Well no wonder she didn’t probe them too closely. The Chancellor seems to accept that her role is merely to regurgitate the OBR’s wishes. They effectively run Britain’s fiscal policy. And they treat the Chancellor as their personal mouthpiece. It’s a shame they can’t hire a parrot with a bit more pizzazz. 

Reeves appears to be short of self-confidence. And she’s clearly been rehearsing her ‘unexpected-item-in-bagging-area’ delivery for weeks. She bashes out every word in a steady-eddy, slow-motion rata-tat-tat voice. No warmth or human feeling lightens her metronomic recital. She sounds like a council worker in a yellow hat trying to explain the fire-drill to a group of bored migrants who can’t speak English. 

Yet the Labour members cheered with joy at everything she said. Even when it didn’t make sense. ‘No return to austerity,’ she squawked. And in the next breath, ‘we cannot tax and spend our way to prosperity.’ But her Budget is set to snaffle £40 billion in extra taxes as part of her ‘growth strategy’ over the next five years. As for the Tories, she concedes that their policies were prudent. 

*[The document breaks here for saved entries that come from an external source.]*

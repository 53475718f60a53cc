//! Throttled instance status reporting

use parking_lot::Mutex;
use std::sync::atomic::{AtomicBool, Ordering};
use std::sync::Arc;
use std::time::Duration;
use tracing::debug;

use crate::batch::Coalescer;
use crate::host::{Host, InstanceStatus};

type StatusUpdate = (InstanceStatus, Option<String>);

/// Forwards status changes to the host at most once per throttle window
///
/// Only the latest status inside a window is delivered, and a status equal to
/// the last delivered one is skipped. After `shutdown()` updates are only
/// logged locally.
pub struct StatusReporter {
    pending: Coalescer<Option<StatusUpdate>>,
    latest: Mutex<Option<StatusUpdate>>,
    destroyed: Arc<AtomicBool>,
}

impl StatusReporter {
    pub fn new(host: Arc<dyn Host>, throttle: Duration) -> Self {
        let destroyed = Arc::new(AtomicBool::new(false));
        let delivered: Arc<Mutex<Option<StatusUpdate>>> = Arc::new(Mutex::new(None));

        let sink_destroyed = Arc::clone(&destroyed);
        let pending = Coalescer::new(
            "status",
            throttle,
            Arc::new(move |update: Option<StatusUpdate>| {
                let Some((status, message)) = update else {
                    return;
                };
                if sink_destroyed.load(Ordering::SeqCst) {
                    return;
                }
                let mut last = delivered.lock();
                if last.as_ref() == Some(&(status, message.clone())) {
                    return;
                }
                *last = Some((status, message.clone()));
                drop(last);
                host.update_status(status, message);
            }),
        );

        Self {
            pending,
            latest: Mutex::new(None),
            destroyed,
        }
    }

    pub fn report(&self, status: InstanceStatus, message: Option<String>) {
        if self.destroyed.load(Ordering::SeqCst) {
            debug!(%status, ?message, "Status update after destroy suppressed");
            return;
        }
        *self.latest.lock() = Some((status, message.clone()));
        self.pending.schedule(|slot| *slot = Some((status, message)));
    }

    /// Most recently reported status (delivered or still pending)
    pub fn current(&self) -> Option<InstanceStatus> {
        self.latest.lock().as_ref().map(|(status, _)| *status)
    }

    pub fn flush(&self) {
        self.pending.flush();
    }

    /// Deliver anything pending, then stop forwarding
    pub fn shutdown(&self) {
        self.pending.flush();
        self.destroyed.store(true, Ordering::SeqCst);
    }
}
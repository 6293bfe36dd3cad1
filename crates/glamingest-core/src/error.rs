//! Error types for collaborator calls and the top-level pipeline.

use thiserror::Error;

/// Failure reported by an injected collaborator (collection API, graph query,
/// crosswalk source, artist lookup).
#[derive(Debug, Clone, PartialEq, Eq, Error)]
pub enum PortError {
    #[error("not found: {0}")]
    NotFound(String),
    #[error("transport error: {0}")]
    Transport(String),
    #[error("malformed response: {0}")]
    Malformed(String),
}

/// Failure that aborts `generate_statements` as a whole.
///
/// Everything else (unparseable dates, crosswalk misses, ambiguous matches,
/// malformed fields) is reported as a diagnostic instead.
#[derive(Debug, Error)]
pub enum IngestError {
    #[error("failed to fetch object record {object_id}: {source}")]
    RecordTransport {
        object_id: String,
        #[source]
        source: PortError,
    },
    #[error("graph query for object {object_id} failed: {source}")]
    GraphQuery {
        object_id: String,
        #[source]
        source: PortError,
    },
    #[error("invalid configuration: {0}")]
    Config(String),
}

pub type Result<T> = std::result::Result<T, IngestError>;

‘Under the plans I inherited, public investment was due to fall from 2.7 per cent to 1.7 per cent of GDP.’

Maybe she should leave the public finances alone. Even the OBR admits that their ‘growth strategy’ will be sluggish. After five years of revving up the engines, Reeves estimates that the economy will expand by just 1.6 per cent in 2029. And by even less, 1.5 per cent, in the preceding year. Lichen on a tombstone grows faster.

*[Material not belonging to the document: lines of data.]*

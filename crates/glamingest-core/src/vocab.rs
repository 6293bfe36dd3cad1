//! Knowledge-graph property and item identifiers used by the statement builder.

/// Label (English).
pub const LABEL_EN: &str = "Len";
/// Description (English).
pub const DESCRIPTION_EN: &str = "Den";

/// instance of
pub const P_INSTANCE_OF: &str = "P31";
/// collection
pub const P_COLLECTION: &str = "P195";
/// inventory number
pub const P_INVENTORY_NUMBER: &str = "P217";
/// location
pub const P_LOCATION: &str = "P276";
/// determination method
pub const P_DETERMINATION_METHOD: &str = "P459";
/// inception
pub const P_INCEPTION: &str = "P571";
/// latest date
pub const P_LATEST_DATE: &str = "P1326";
/// described by source
pub const P_DESCRIBED_BY_SOURCE: &str = "P1343";
/// sourcing circumstances
pub const P_SOURCING_CIRCUMSTANCES: &str = "P1480";
/// The Met object ID
pub const P_MET_OBJECT_ID: &str = "P3634";
/// Commons compatible image available at URL
pub const P_COMMONS_COMPATIBLE_IMAGE: &str = "P4765";
/// copyright status
pub const P_COPYRIGHT_STATUS: &str = "P6216";

/// circa
pub const Q_CIRCA: &str = "Q5727902";
/// public domain
pub const Q_PUBLIC_DOMAIN: &str = "Q19652";
/// Heilbrunn Timeline of Art History
pub const Q_TIMELINE_OF_ART_HISTORY: &str = "Q28837176";
/// determination by the holding institution's open access release
pub const Q_OPEN_ACCESS_DETERMINATION: &str = "Q61848113";

/// Entity URI prefix stripped from SPARQL bindings.
pub const ENTITY_URI_PREFIX: &str = "http://www.wikidata.org/entity/";

/// Returns true for item identifiers of the form `Q<digits>`.
pub fn is_item_id(s: &str) -> bool {
    s.strip_prefix('Q')
        .is_some_and(|digits| !digits.is_empty() && digits.bytes().all(|b| b.is_ascii_digit()))
}

#[cfg(test)]
mod tests {
    use super::*;

    #[test]
    fn item_ids() {
        assert!(is_item_id("Q160236"));
        assert!(!is_item_id("Q"));
        assert!(!is_item_id("P31"));
        assert!(!is_item_id("Q12a"));
    }
}
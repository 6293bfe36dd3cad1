//! Crosswalk from free-text object-type labels to controlled item ids.
//!
//! The table is built once from ordered source rows and is immutable
//! afterwards. Lookups are exact and case-sensitive; when several rows carry
//! the same label the first one wins.

use crate::error::PortError;
use crate::vocab::is_item_id;
use crate::wikitable::WikiTable;
use parking_lot::RwLock;
use serde::{Deserialize, Serialize};
use std::collections::HashMap;
use std::sync::Arc;

pub const LABEL_COLUMN: &str = "Object Name";
pub const ID_COLUMN: &str = "QID";
pub const EXTRA_STATEMENT_COLUMN: &str = "extrastatement";
pub const EXTRA_QUALIFIER_COLUMN: &str = "extraqualifier";

/// One source row. Blank cells are `None`, never `Some("")`.
#[derive(Debug, Clone, PartialEq, Eq, Serialize, Deserialize)]
pub struct CrosswalkRow {
    pub label: String,
    pub controlled_id: Option<String>,
    pub extra_statement: Option<String>,
    pub extra_qualifier: Option<String>,
}

fn cell(value: Option<&str>) -> Option<String> {
    value
        .map(str::trim)
        .filter(|v| !v.is_empty())
        .map(str::to_string)
}

impl CrosswalkRow {
    pub fn new(
        label: &str,
        controlled_id: Option<&str>,
        extra_statement: Option<&str>,
        extra_qualifier: Option<&str>,
    ) -> Self {
        Self {
            label: label.trim().to_string(),
            controlled_id: cell(controlled_id),
            extra_statement: cell(extra_statement),
            extra_qualifier: cell(extra_qualifier),
        }
    }

    /// Map a parsed wiki table onto rows. The label and id columns are
    /// required; the extra columns are optional.
    pub fn from_table(table: &WikiTable) -> Result<Vec<Self>, PortError> {
        let label_col = table.column(LABEL_COLUMN).ok_or_else(|| {
            PortError::Malformed(format!("crosswalk table has no `{LABEL_COLUMN}` column"))
        })?;
        let id_col = table.column(ID_COLUMN).ok_or_else(|| {
            PortError::Malformed(format!("crosswalk table has no `{ID_COLUMN}` column"))
        })?;
        let extra_col = table.column(EXTRA_STATEMENT_COLUMN);
        let qualifier_col = table.column(EXTRA_QUALIFIER_COLUMN);

        let get = |row: &[String], col: Option<usize>| -> Option<String> {
            col.and_then(|c| row.get(c)).map(String::as_str).and_then(|v| cell(Some(v)))
        };

        Ok(table
            .rows
            .iter()
            .filter_map(|row| {
                let label = get(row, Some(label_col))?;
                Some(Self {
                    label,
                    controlled_id: get(row, Some(id_col)),
                    extra_statement: get(row, extra_col),
                    extra_qualifier: get(row, qualifier_col),
                })
            })
            .collect())
    }
}

#[derive(Debug, Clone, PartialEq, Eq)]
pub struct CrosswalkEntry {
    pub controlled_id: String,
    pub extra_statement: Option<String>,
}

#[derive(Debug, Clone, PartialEq, Eq)]
pub enum CrosswalkLookup<'a> {
    Hit(&'a CrosswalkEntry),
    /// A row exists for the label but carries no usable item id.
    Unresolved,
    Miss,
}

#[derive(Debug, Clone, Default)]
pub struct CrosswalkTable {
    slots: Vec<Option<CrosswalkEntry>>,
    index: HashMap<String, usize>,
}

impl CrosswalkTable {
    pub fn empty() -> Self {
        Self::default()
    }

    pub fn from_rows<I>(rows: I) -> Self
    where
        I: IntoIterator<Item = CrosswalkRow>,
    {
        let mut table = Self::default();
        for row in rows {
            if row.label.is_empty() || table.index.contains_key(&row.label) {
                continue;
            }
            let controlled_id = checked_item(&row.label, "controlled id", row.controlled_id);
            let extra_statement =
                checked_item(&row.label, "extra statement", row.extra_statement);
            let entry = controlled_id.map(|controlled_id| CrosswalkEntry {
                controlled_id,
                extra_statement,
            });
            table.index.insert(row.label, table.slots.len());
            table.slots.push(entry);
        }
        tracing::debug!(labels = table.len(), "built crosswalk table");
        table
    }

    pub fn lookup(&self, label: &str) -> CrosswalkLookup<'_> {
        match self.index.get(label).map(|&i| &self.slots[i]) {
            Some(Some(entry)) => CrosswalkLookup::Hit(entry),
            Some(None) => CrosswalkLookup::Unresolved,
            None => CrosswalkLookup::Miss,
        }
    }

    pub fn len(&self) -> usize {
        self.slots.len()
    }

    pub fn is_empty(&self) -> bool {
        self.slots.is_empty()
    }
}

/// A crosswalk that can be rebuilt while readers keep using the previous one.
///
/// Readers take an `Arc` snapshot; `replace` swaps in a table that was fully
/// built beforehand. The table itself is never mutated in place.
#[derive(Debug, Default)]
pub struct SharedCrosswalk {
    current: RwLock<Arc<CrosswalkTable>>,
}

impl SharedCrosswalk {
    pub fn new(table: CrosswalkTable) -> Self {
        Self {
            current: RwLock::new(Arc::new(table)),
        }
    }

    pub fn snapshot(&self) -> Arc<CrosswalkTable> {
        Arc::clone(&*self.current.read())
    }

    /// Swap in a new table, returning the previous one.
    pub fn replace(&self, table: CrosswalkTable) -> Arc<CrosswalkTable> {
        std::mem::replace(&mut *self.current.write(), Arc::new(table))
    }
}

/// Keep `id` only if it is an item id; anything else is logged and dropped.
fn checked_item(label: &str, column: &str, id: Option<String>) -> Option<String> {
    id.filter(|id| {
        let ok = is_item_id(id);
        if !ok {
            tracing::warn!(label, column, id = %id, "crosswalk value is not an item id");
        }
        ok
    })
}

The buoyant Labour benches cheered all her billionaire-bashing taxes. She’ll hike air passenger duty by 50 per cent for private aircraft. And she steered that announcement towards Rishi Sunak.

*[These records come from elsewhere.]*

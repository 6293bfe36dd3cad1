//! Text normalization shared by descriptions and upload metadata.

/// Fallback used when the object type is missing.
pub const DEFAULT_OBJECT_TYPE: &str = "object";

/// Lower-case an object type and turn `"; "` separators into `/`.
///
/// `"Painting; Sculpture"` → `"painting/sculpture"`; `None` → `"object"`.
pub fn normalize_object_type(object_type: Option<&str>) -> String {
    match object_type {
        Some(s) => s.to_lowercase().replace("; ", "/"),
        None => DEFAULT_OBJECT_TYPE.to_string(),
    }
}

/// Collapse line breaks so a value fits on one statement line.
pub fn single_line(text: &str) -> String {
    text.split(['\r', '\n'])
        .filter(|part| !part.trim().is_empty())
        .map(str::trim)
        .collect::<Vec<_>>()
        .join(" ")
}

pub fn has_line_break(text: &str) -> bool {
    text.contains(['\r', '\n'])
}
//! Endpoint configuration for the HTTP collaborators.

use anyhow::{anyhow, Context, Result};
use serde::{Deserialize, Serialize};
use std::path::Path;
use std::time::Duration;

pub const DEFAULT_COLLECTION_API: &str =
    "https://collectionapi.metmuseum.org/public/collection/v1/objects";
pub const DEFAULT_SPARQL_ENDPOINT: &str = "https://query.wikidata.org/bigdata/namespace/wdq/sparql";
pub const DEFAULT_WIKI_API: &str = "https://www.wikidata.org/w/api.php";
pub const DEFAULT_CROSSWALK_PAGE: &str =
    "Wikidata:GLAM/Metropolitan_Museum_of_Art/glamingest/objectName";
pub const DEFAULT_ARTIST_API: &str = "https://tools.wmflabs.org/openrefine-wikidata/en/api";
pub const DEFAULT_TIMEOUT_SECS: u64 = 30;

const USER_AGENT: &str = concat!("glamingest/", env!("CARGO_PKG_VERSION"));

#[derive(Debug, Clone, PartialEq, Eq, Serialize, Deserialize)]
#[serde(default)]
pub struct ClientConfig {
    pub collection_api: String,
    pub sparql_endpoint: String,
    pub wiki_api: String,
    pub crosswalk_page: String,
    pub artist_api: String,
    pub user_agent: String,
    /// `0` disables the timeout.
    pub timeout_secs: u64,
}

impl Default for ClientConfig {
    fn default() -> Self {
        Self {
            collection_api: DEFAULT_COLLECTION_API.to_string(),
            sparql_endpoint: DEFAULT_SPARQL_ENDPOINT.to_string(),
            wiki_api: DEFAULT_WIKI_API.to_string(),
            crosswalk_page: DEFAULT_CROSSWALK_PAGE.to_string(),
            artist_api: DEFAULT_ARTIST_API.to_string(),
            user_agent: USER_AGENT.to_string(),
            timeout_secs: DEFAULT_TIMEOUT_SECS,
        }
    }
}

impl ClientConfig {
    /// Defaults overridden by `GLAMINGEST_*` environment variables.
    pub fn from_env() -> Result<Self> {
        Self::default().with_env(|key| std::env::var(key).ok())
    }

    /// Read a JSON config file; missing keys keep their defaults.
    pub fn from_path(path: &Path) -> Result<Self> {
        let text = std::fs::read_to_string(path)
            .with_context(|| format!("failed to read client config {}", path.display()))?;
        serde_json::from_str(&text)
            .with_context(|| format!("failed to parse client config {}", path.display()))
    }

    fn with_env(mut self, lookup: impl Fn(&str) -> Option<String>) -> Result<Self> {
        let set = |key: &str, slot: &mut String| {
            if let Some(v) = lookup(key).filter(|v| !v.trim().is_empty()) {
                *slot = v.trim().to_string();
            }
        };
        set("GLAMINGEST_COLLECTION_API", &mut self.collection_api);
        set("GLAMINGEST_SPARQL_ENDPOINT", &mut self.sparql_endpoint);
        set("GLAMINGEST_WIKI_API", &mut self.wiki_api);
        set("GLAMINGEST_CROSSWALK_PAGE", &mut self.crosswalk_page);
        set("GLAMINGEST_ARTIST_API", &mut self.artist_api);
        set("GLAMINGEST_USER_AGENT", &mut self.user_agent);

        if let Some(v) = lookup("GLAMINGEST_TIMEOUT_SECS") {
            let v = v.trim();
            if !v.is_empty() {
                self.timeout_secs = v.parse().map_err(|_| {
                    anyhow!("invalid GLAMINGEST_TIMEOUT_SECS={v:?} (expected integer seconds; 0 disables)")
                })?;
            }
        }
        Ok(self)
    }

    pub fn timeout(&self) -> Option<Duration> {
        (self.timeout_secs > 0).then(|| Duration::from_secs(self.timeout_secs))
    }
}

#[cfg(test)]
mod tests {
    use super::*;
    use std::collections::HashMap;

    fn env(pairs: &[(&str, &str)]) -> impl Fn(&str) -> Option<String> {
        let map: HashMap<String, String> = pairs
            .iter()
            .map(|(k, v)| (k.to_string(), v.to_string()))
            .collect();
        move |key| map.get(key).cloned()
    }

    #[test]
    fn env_overrides_defaults() {
        let cfg = ClientConfig::default()
            .with_env(env(&[
                ("GLAMINGEST_SPARQL_ENDPOINT", "http://localhost:9999/sparql"),
                ("GLAMINGEST_TIMEOUT_SECS", "0"),
                ("GLAMINGEST_WIKI_API", "  "),
            ]))
            .unwrap();
        assert_eq!(cfg.sparql_endpoint, "http://localhost:9999/sparql");
        assert_eq!(cfg.wiki_api, DEFAULT_WIKI_API);
        assert_eq!(cfg.timeout(), None);
    }

    #[test]
    fn bad_timeout_is_rejected() {
        let err = ClientConfig::default()
            .with_env(env(&[("GLAMINGEST_TIMEOUT_SECS", "soon")]))
            .unwrap_err();
        assert!(err.to_string().contains("GLAMINGEST_TIMEOUT_SECS"));
    }

    #[test]
    fn partial_json_keeps_defaults() {
        let cfg: ClientConfig = serde_json::from_str(r#"{"timeout_secs": 5}"#).unwrap();
        assert_eq!(cfg.timeout(), Some(Duration::from_secs(5)));
        assert_eq!(cfg.collection_api, DEFAULT_COLLECTION_API);
    }
}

‘£450 for a private jet to, say, California,’ she quipped. 

Some of her happy tidings appeared to disintegrate on closer inspection. She announced a drop of 1.7 per cent in duty on beer. And her colleagues roared with delight as she croaked out the surprise tax cut. ‘A penny off the pint in the pub,’ she said. Which is unlikely to get people dancing in the streets of London. Instead of £6.99 a pint you’ll pay £6.98. Or, to translate it into a retail bonus, you’ll earn a free pint for every 700 pints you buy.

Private education came into the spotlight. Labour’s plan to add VAT to fees is likely to price out the middle-classes and make public schools the reserve of the super-wealthy. Reeves struggled to present this as a revenue-raising measure so she indulged in some inventive book-keeping in the subject of tax avoidance. 

She’s clearly been rehearsing her ‘unexpected-item-in-bagging-area’ delivery for weeks

Without explaining why, she added the VAT yield on private school fees to a speculative sum to be raised by closing tax loopholes. Adding these results together, she delivered a magical figure. Then another magical figure. The first was £8.5 billion. And the second was ‘over £9 billion to support public services.’ But she pretended that the total included a chunk of revenue from VAT on fees. This trickery will be helpful to Labour MPs in the TV studios. They can argue that opposing VAT on fees is the same as crushing people who rely on welfare. But reading between the lines, it seems that the fiscal assault on private schools may raise precisely zilch for the Treasury.  

Military spending is up as well. Not just in Britain but in eastern Europe. The MoD can expect to get an ‘£2.9 billion extra,’ Reeves announced, ‘ensuring that we comfortably exceed our Nato commitment.’ But defending Britain isn’t Labour’s true priority as her next pledge make clear. 

‘[We’ll offer] support to Ukraine of £3 billion a year for as long as it takes.’ 

Well, that’s great isn’t? No strings attached? And no time limit? President Zelensky gets £3 billion of our money, every year. 

This may be the only part of the growth strategy that works. The growth of war.